I'm a writer. No, really, I am - I published my first (and, so far, my only) book when I was sixteen. Which, okay, has not been that long ago (I'm only eighteen), but it's still something, right?
So, yeah, I am a writer. I wrote (am writing and will write) stories. Novels, mostly. That's something I don't always feel proud about, to be quite honest. I mean, when someone knows an eighteen year old girl/young woman has written a book, they expect it to be a novel. And I quite hate to prove other people right, most of the time. With it, comes the wanting to prove someone wrong and, therefore, trying to write something more...deep, I guess?

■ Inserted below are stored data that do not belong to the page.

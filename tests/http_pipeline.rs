use tokio::io::{AsyncReadExt, AsyncWriteExt};
use tokio::net::TcpListener;
use tokio::task::JoinHandle;

use khawarizmi::error::PipelineError;
use khawarizmi::pipeline::{HttpPipeline, Pipeline, PipelineRequest, WireSchema};
use khawarizmi::query::Query;

/// Serve one canned HTTP response and hand back the raw request.
async fn serve_once(status: &'static str, body: &'static str) -> (String, JoinHandle<String>) {
    let listener = TcpListener::bind("127.0.0.1:0").await.unwrap();
    let url = format!("http://{}/pipeline", listener.local_addr().unwrap());
    let handle = tokio::spawn(async move {
        let (mut socket, _) = listener.accept().await.unwrap();
        let request = read_request(&mut socket).await;
        let response = format!(
            "HTTP/1.1 {}\r\nContent-Type: application/json\r\nContent-Length: {}\r\nConnection: close\r\n\r\n{}",
            status,
            body.len(),
            body
        );
        socket.write_all(response.as_bytes()).await.unwrap();
        socket.shutdown().await.ok();
        request
    });
    (url, handle)
}

async fn read_request(socket: &mut tokio::net::TcpStream) -> String {
    let mut buf = Vec::new();
    let mut chunk = [0u8; 1024];
    loop {
        let n = socket.read(&mut chunk).await.unwrap();
        if n == 0 {
            break;
        }
        buf.extend_from_slice(&chunk[..n]);
        let text = String::from_utf8_lossy(&buf);
        if let Some(split) = text.find("\r\n\r\n") {
            let length = text[..split]
                .lines()
                .find_map(|l| {
                    let (name, value) = l.split_once(':')?;
                    name.eq_ignore_ascii_case("content-length").then(|| value.trim().parse::<usize>().ok())?
                })
                .unwrap_or(0);
            if buf.len() >= split + 4 + length {
                break;
            }
        }
    }
    String::from_utf8_lossy(&buf).into_owned()
}

fn request() -> PipelineRequest {
    PipelineRequest::new(Query::parse("sales by region").unwrap(), "gpt-4o-mini")
}

#[tokio::test]
async fn posts_intent_and_model_and_decodes_split_body() {
    let (url, server) = serve_once("200 OK", r#"{"report":"<p>ok</p>","charts":["<div>a</div>","<div>b</div>"]}"#).await;
    let pipeline = HttpPipeline::new(url, WireSchema::Split, None).unwrap();

    let response = pipeline.run(&request()).await.unwrap();
    assert_eq!(response.report_html, "<p>ok</p>");
    assert_eq!(response.chart_html_list, vec!["<div>a</div>", "<div>b</div>"]);

    let raw = server.await.unwrap();
    assert!(raw.starts_with("POST /pipeline HTTP/1.1"));
    let body = &raw[raw.find("\r\n\r\n").unwrap() + 4..];
    let sent: serde_json::Value = serde_json::from_str(body).unwrap();
    assert_eq!(sent["intent"], "sales by region");
    assert_eq!(sent["model"], "gpt-4o-mini");
}

#[tokio::test]
async fn gateway_schema_keeps_sql() {
    let (url, server) = serve_once(
        "200 OK",
        r#"{"html_report":"<h2>Top</h2>","plots":["<div>p</div>"],"sql_query":"SELECT 1"}"#,
    )
    .await;
    let pipeline = HttpPipeline::new(url, WireSchema::Gateway, None).unwrap();

    let response = pipeline.run(&request()).await.unwrap();
    assert_eq!(response.report_html, "<h2>Top</h2>");
    assert_eq!(response.chart_html_list.len(), 1);
    assert_eq!(response.sql_query.as_deref(), Some("SELECT 1"));
    server.await.unwrap();
}

#[tokio::test]
async fn non_success_status_is_a_transport_failure() {
    let (url, server) = serve_once("500 Internal Server Error", r#"{"detail":"boom"}"#).await;
    let pipeline = HttpPipeline::new(url, WireSchema::Split, None).unwrap();

    let err = pipeline.run(&request()).await.unwrap_err();
    assert!(matches!(err, PipelineError::Status { status: 500, .. }), "{err:?}");
    assert_eq!(err.kind(), "transport");
    server.await.unwrap();
}

#[tokio::test]
async fn unparseable_body_is_malformed() {
    let (url, server) = serve_once("200 OK", "<html>gateway error</html>").await;
    let pipeline = HttpPipeline::new(url, WireSchema::Split, None).unwrap();

    let err = pipeline.run(&request()).await.unwrap_err();
    assert_eq!(err.kind(), "malformed");
    server.await.unwrap();
}

#[tokio::test]
async fn wrong_field_types_are_malformed() {
    let (url, server) = serve_once("200 OK", r#"{"report":"<p>x</p>","charts":"not a list"}"#).await;
    let pipeline = HttpPipeline::new(url, WireSchema::Split, None).unwrap();

    let err = pipeline.run(&request()).await.unwrap_err();
    assert!(matches!(err, PipelineError::Malformed(_)), "{err:?}");
    server.await.unwrap();
}

#[tokio::test]
async fn refused_connection_is_a_transport_failure() {
    let listener = TcpListener::bind("127.0.0.1:0").await.unwrap();
    let url = format!("http://{}/pipeline", listener.local_addr().unwrap());
    drop(listener);
    let pipeline = HttpPipeline::new(url, WireSchema::Split, None).unwrap();

    let err = pipeline.run(&request()).await.unwrap_err();
    assert!(matches!(err, PipelineError::Transport(_)), "{err:?}");
}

I don't even read that many novels and I certainly don't have a lot of romance in my life, so it's not like I'm just keeping to what I know.
What do I know?
I'm straining from the topic, anyway. So, yes, I'm a writer, and that's probably the one thing I am sure about myself. I will eventually stop being most of the things I am today, but I will never stop being a writer, will I? But I tell myself: you're eighteen, you're not supposed to be sure about that many things. (I don't always listen to myself, though.) It's really scary to think that years from now, what I am today will not be the same as what I'm going to be then.
But...anyway. I just really wanted to write something in here, so there you have it. I'm going to be studying Communications - not that I want to be a journalist - so, yeah, here I am...communicating.